Oprócz Pence’a z gabinetu Trumpa w konferencji w hotelu Bayerischer Hof weźmie również udział minister spraw zagranicznych Mike Pompeo. Rosja wysyła swojego rosyjskiego odpowiednika Siergieja Ławrowa. Oczekuje się również udziału irańskiego ministra spraw zagranicznych Muhammada Zarifa. Z Pekinu przyjedzie Yang Jiechi, czołowy przedstawiciel polityki zagranicznej Komunistycznej Partii Chin.
Swoje przybycie zapowiedziało również wielu ministrów i wysokich rangą polityków z Niemiec.”.
Problem jest jednak w tym, czy spotkanie to miało istotny wpływ na światową politykę? Wczoraj [16.02.2019] Deutsche Welle opublikowała krótkie podsumowanie pierwszych dni konferencji {TUTAJ} pióra Jacka Lepiarza. Czytamy w nim:
“Konferencja Bezpieczeństwa w Monachium potwierdziła głębokie podziały między głównymi aktorami międzynarodowej sceny. Szczególnie mocno zaiskrzyło między USA a Niemcami, ale i Rosja dolała oliwy do ognia. (…) Organizator MSC, niemiecki dyplomata Wolfgang Ischinger wiązał z tegorocznym spotkaniem duże nadzieje, jednak rzeczywistość okazała się być brutalna. Widać wyraźnie, że monolog i chęć konfrontacji są silniejsze niż dialog i chęć porozumienia. (…) Kanclerz Niemiec Angela Merkel opowiedziała się za kontynuacją importu gazu z Rosji i ostrzegła przed zerwaniem wszelkich kontaktów z tym krajem. (…) Występując po Merkel, wiceprezydent USA Mike Pence otwarcie polemizował z szefową niemieckiego rządu. Skrytykował Nord Stream 2 i zaapelował, by państwa, które jeszcze tego nie zrobiły, zdystansowały się od tego projektu. (…) Wiceprezydent USA zarzucił władzom Iranu planowanie nowego Holokaustu i wezwał europejskich partnerów do wycofania się z umowy nuklearnej z Teheranem oraz poparcia amerykańskich sankcji.

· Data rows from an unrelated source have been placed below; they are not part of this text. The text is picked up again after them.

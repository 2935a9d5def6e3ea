//! Comptoir client: the REST collaborators of the ordering model, configuration and logging.

pub mod api;
pub mod config;
pub mod context;
pub mod errors;
pub mod observability;
pub mod services;
pub mod staff;
pub mod store;
pub mod storefront;
pub mod tracker;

Nawiązując do zakończonej w czwartek (14.02.2019) konferencji bliskowschodniej w Warszawie, powiedział, że w stolicy Polski dyskutowano o „konfrontacji” z Iranem. (…) Europejscy sygnatariusze porozumienia z Iranem z 2015 roku nie zamierzają wypowiadać umowy i podejmują działania służące obejściu amerykańskich sankcji. (…) Merkel skrytykowała działania na własną rękę podejmowane przez prezydenta USA Donalda Trumpa.
Jej zdaniem należy zachować istniejący ład międzynarodowy z jego strukturami, choć wymagają one reform. – Nie możemy ich tak po prostu rozbić – zaznaczyła.
Nieoczekiwanie poruszyła też temat amerykańskich ceł ochronnych na niemieckie samochody. – Przeraża nas to, że niemieckie samochody mają stanowić naraz zagrożenie dla narodowego bezpieczeństwa Stanów Zjednoczonych Ameryki – powiedziała.
Niemiecka kanclerz ostrzegła Waszyngton przed przedwczesnym wycofaniem wojska z Syrii. W piątek, pierwszego dnia konferencji minister obrony RFN Ursula von der Leyen krytykowała USA za plany wyjścia z Afganistanu.(…) Szef MSZ Rosji Siergiej Ławrow zarzucił UE, że „dała się wciągnąć w bezsensowną rywalizację z Rosją”. – Sytuacja międzynarodowa jest napięta – mówił, obarczając odpowiedzialnością Amerykę i NATO.”.
Jak więc widać, nie osiągnięto porozumienia w żadnej istotnej kwestii i wszyscy pozostali przy swych uprzednich poglądach.